Visa petitions for those seeking a National Interest Waiver (NIW) are filed with U.S. Citizenship and Immigration Services (USCIS). Depending on the immigration benefit sought, denials may be appealed to the Administrative Appeals Office (AAO), the Board of Immigration Appeals (BIA), or federal district court. The AAO is an office within USCIS that reviews denied petitions, the BIA falls under the Department of Justice and generally reviews the work of immigration judges and directors of the Department of Homeland Security, and federal district court has general federal jurisdiction, including interpreting the immigration laws of the United States.

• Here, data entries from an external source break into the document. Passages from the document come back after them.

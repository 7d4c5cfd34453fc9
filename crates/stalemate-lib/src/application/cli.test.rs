use super::*;
use crate::primitives::{LogFormat, TerminalCapsDetectIntent};

fn parse(args: &[&str]) -> Cli {
    let mut argv = vec!["stalemate"];
    argv.extend_from_slice(args);
    Cli::try_parse_from(argv).unwrap()
}

#[test]
fn test_run_command_with_export() {
    let cli = parse(&["run", "scenario.csv", "--export", "out/steps.json", "--stop-on-deadlock"]);

    assert_eq!(
        cli.command,
        Some(Commands::Run {
            file: PathBuf::from("scenario.csv"),
            export: Some(PathBuf::from("out/steps.json")),
            export_format: None,
            stop_on_deadlock: true,
        })
    );
}

#[test]
fn test_export_format_parses_value_enum() {
    let cli = parse(&["run", "a.csv", "-e", "steps.log", "--export-format", "json"]);

    match cli.command {
        Some(Commands::Run { export_format, .. }) => {
            assert_eq!(export_format, Some(ExportFormat::Json));
        }
        other => panic!("unexpected command: {other:?}"),
    }
}

#[test]
fn test_global_flags_after_subcommand() {
    let cli = parse(&["check", "a.csv", "--color", "never", "--log-format", "json"]);

    assert_eq!(cli.config.color, TerminalCapsDetectIntent::Never);
    assert_eq!(cli.config.log_format, LogFormat::Json);
    assert_eq!(
        cli.command,
        Some(Commands::Check {
            file: PathBuf::from("a.csv")
        })
    );
}

#[test]
fn test_no_subcommand_is_allowed() {
    let cli = parse(&[]);
    assert!(cli.command.is_none());
}

#[test]
fn test_cases_defaults() {
    let cli = parse(&["cases"]);
    assert_eq!(
        cli.command,
        Some(Commands::Cases {
            dir: None,
            pick: false
        })
    );
}

#[test]
fn test_unknown_subcommand_is_an_error() {
    let err = Cli::try_parse_from(["stalemate", "explode"]).unwrap_err();
    assert!(err.use_stderr());

    let config_err = ConfigError::from(err);
    assert!(matches!(config_err, ConfigError::ArgumentParsing { .. }));
}

#[test]
fn test_help_is_not_an_error_stream() {
    let err = Cli::try_parse_from(["stalemate", "--help"]).unwrap_err();
    assert!(!err.use_stderr());
}

#[test]
fn test_feed_file_accessor() {
    let cli = parse(&["graph", "cycle.csv"]);
    assert_eq!(
        cli.command.as_ref().and_then(Commands::feed_file),
        Some(&PathBuf::from("cycle.csv"))
    );
    assert_eq!(Commands::Version.feed_file(), None);
}

#[test]
fn test_resolve_applies_environment_color() {
    let cli = parse(&["version"]);
    let environment = EnvironmentConfig::from_pairs([("NO_COLOR", "1")]).unwrap();

    let config = CliConfig::resolve(cli, &environment).unwrap();
    assert_eq!(config.app_config.color, TerminalCapsDetectIntent::Never);
    assert_eq!(config.command, Some(Commands::Version));
}

#[test]
fn test_resolve_cli_color_beats_environment() {
    let cli = parse(&["--color", "always", "version"]);
    let environment = EnvironmentConfig::from_pairs([("NO_COLOR", "1")]).unwrap();

    let config = CliConfig::resolve(cli, &environment).unwrap();
    assert_eq!(config.app_config.color, TerminalCapsDetectIntent::Always);
}

#[test]
fn test_resolve_rejects_out_of_range_log_level() {
    let cli = parse(&["--log-level", "9", "version"]);
    let err = CliConfig::resolve(cli, &EnvironmentConfig::default()).unwrap_err();
    assert!(matches!(err, ConfigError::ValidationFailed { .. }));
}

#[test]
fn test_resolve_keeps_custom_input_dir() {
    let dir = tempfile::tempdir().unwrap();
    let path = dir.path().to_str().unwrap().to_string();
    let cli = parse(&["-i", &path, "cases"]);

    let config = CliConfig::resolve(cli, &EnvironmentConfig::default()).unwrap();
    assert_eq!(config.app_config.input_dir, dir.path());
}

When NIW petitions are denied, the AAO is the sole recourse for appeal. Federal courts at the district and appellate level have been unanimous that they have no jurisdiction to review a denied NIW since the law is clear that waivers may be granted and no one is entitled to one.

When a case is appealed to the AAO its chances are not good. USCIS keeps statistics (link), with one of the worst being its FY15 H-1B appeals in which 504 were denied and only 16 were approved (with 9 remanded back to the director for further adjudication). Thankfully statistics for NIW are not as bad, although they are still not great. Since Matter of Dhanasar was decided on December 27, 2016, the most illustrative category to look at is I-140I since FY 17. The government fiscal year starts on October 1, so there are nearly three months of overlap with the prior NYSDOT precedent, but the NIW appeal stats are below:

FY 17: 47 total cases, 12 approved on appeal.

FY 18: 44 total cases, 6 approved on appeal, 1 remanded.

FY 19: 36 total cases, 3 approved on appeal, 6 remanded.

Combined the total approval rate is 18.89% but without FY 17 buoying the results, that drops to an 11.25% approval rate over the previous two years.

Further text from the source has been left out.